Pub Date : 2017-11-15DOI: 10.1097/XCE.0000000000000136
K. Sharma, Dhammdeep Humane, K. Shah, S. Patil, R. Charaniya, Jayesh Meniya
Introduction We herewith aimed to explore the association of premature graying, androgenic alopecia (AGA), and hair thinning with coronary artery disease (CAD) in young (⩽40 years) male individuals from Western India. Patients and methods In this prospective, case–control study, 1380 male individuals from a super speciality cardiac care center were enrolled, of which 468 were established cases of CAD and 912 were age-matched healthy male individuals not having history of any major illness including CAD. Details of demographics, cardiovascular risk factors, and cutaneous markers were collected for both the groups. Results Prevalence of hypertension (30.3 vs. 13.6%), obesity (28.8 vs. 12.2%), hair thinning (36.3 vs. 14.6%), premature graying (49.6 vs. 29.9%), AGA (49.1 vs. 27.4%), and lipid abnormalities (total cholesterol – 16.7 vs. 8.8%; low-density lipoprotein – 7.3 vs. 2.2%; and high-density lipoprotein – 92.5 vs. 88.7%) were higher in cases as compared with control. Multiple logistic regression analysis showed that AGA [5.619, 95% confidence interval (CI): 4.025–7.845, P<0.0001] is the strongest predictor of CAD among young Asian male individuals, closely followed by premature graying (5.267, 95% CI: 3.716–7.466, P<0.0001), obesity (4.133, 95% CI: 2.839–6.018, P<0.0001), and hair thinning (3.36, 95% CI: 2.452–4.621, P<0.0001). SYNTAX score, left ventricle ejection fraction, and degree of disease severity were also found to be independent associates of premature graying and AGA. Conclusion Our findings support the hypothesis that cutaneous markers are independently associated with underlying CAD irrespective of other classical cardiovascular risk factors. This, in combination with classical markers, could be effectively used for early identification and risk stratification of young patients with occult or established CAD.

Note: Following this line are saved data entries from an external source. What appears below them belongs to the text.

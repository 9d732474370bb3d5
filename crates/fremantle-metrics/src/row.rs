//! Computed output rows.

use fremantle_data::ReitProfile;
use serde::ser::{Serialize, SerializeMap, Serializer};

/// A computed metric value, absent when the data could not support it.
#[derive(Debug, Clone, PartialEq)]
pub struct MetricValue {
    /// Metric output name
    pub name: String,
    /// Value, `None` when unavailable
    pub value: Option<f64>,
}

/// One ticker's descriptive fields, latest price and every configured metric.
///
/// Metrics are held in configuration order, so every row built from the same
/// registry has the same columns in the same order.
#[derive(Debug, Clone, PartialEq)]
pub struct TickerMetricRow {
    /// Descriptive fields
    pub profile: ReitProfile,
    /// Latest known close
    pub latest_price: Option<f64>,
    /// Metric values in configuration order
    pub metrics: Vec<MetricValue>,
}

impl TickerMetricRow {
    /// Ticker symbol.
    pub fn ticker(&self) -> &str {
        &self.profile.ticker
    }

    /// Value of metric `name`. `None` if absent or not configured.
    pub fn metric(&self, name: &str) -> Option<f64> {
        self.metrics
            .iter()
            .find(|m| m.name == name)
            .and_then(|m| m.value)
    }

    /// Number of metrics with a value.
    pub fn available_metrics(&self) -> usize {
        self.metrics.iter().filter(|m| m.value.is_some()).count()
    }
}

/// Serialized as one flat object. Absent fields are written as `null`, never
/// omitted, so every row has the same keys.
impl Serialize for TickerMetricRow {
    fn serialize<S: Serializer>(&self, serializer: S) -> Result<S::Ok, S::Error> {
        let p = &self.profile;
        let mut map = serializer.serialize_map(Some(7 + self.metrics.len()))?;
        map.serialize_entry("ticker", &p.ticker)?;
        map.serialize_entry("company_name", &p.company_name)?;
        map.serialize_entry("business_description", &p.business_description)?;
        map.serialize_entry("website", &p.website)?;
        map.serialize_entry("property_type", &p.property_type)?;
        map.serialize_entry("country_region", &p.country_region)?;
        map.serialize_entry("latest_price", &self.latest_price)?;
        for metric in &self.metrics {
            map.serialize_entry(&metric.name, &metric.value)?;
        }
        map.end()
    }
}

本研究旨在探讨印度西部年轻男性(≥40岁)过早变白、雄激素性脱发(AGA)和头发稀疏与冠状动脉疾病(CAD)的关系。在这项前瞻性的病例对照研究中,来自一家超级专业心脏护理中心的1380名男性受试者入组,其中468例为CAD确诊病例,912例为年龄匹配的健康男性,无任何主要疾病史,包括CAD。收集两组的人口统计学、心血管危险因素和皮肤标志物的详细信息。结果高血压患病率(30.3比13.6%)、肥胖(28.8比12.2%)、头发稀疏(36.3比14.6%)、过早变白(49.6比29.9%)、AGA(49.1比27.4%)和脂质异常(总胆固醇- 16.7比8.8%;低密度脂蛋白:7.3% vs. 2.2%;高密度脂蛋白(92.5 vs. 88.7%)高于对照组。多元logistic回归分析显示,AGA[5.619, 95%可信区间(CI): 4.025-7.845, P<0.0001]是亚洲年轻男性中CAD的最强预测因子,紧随其后的是过早变白(5.267,95% CI: 3.716-7.466, P<0.0001)、肥胖(4.133,95% CI: 2.839-6.018, P<0.0001)和头发稀疏(3.36,95% CI: 2.452-4.621, P<0.0001)。SYNTAX评分、左心室射血分数和疾病严重程度也被发现是过早变白和AGA的独立相关因素。结论:我们的研究结果支持了皮肤标志物与潜在CAD独立相关的假设,而与其他经典心血管危险因素无关。结合经典标志物,可以有效地用于隐匿性或已确诊CAD的年轻患者的早期识别和风险分层。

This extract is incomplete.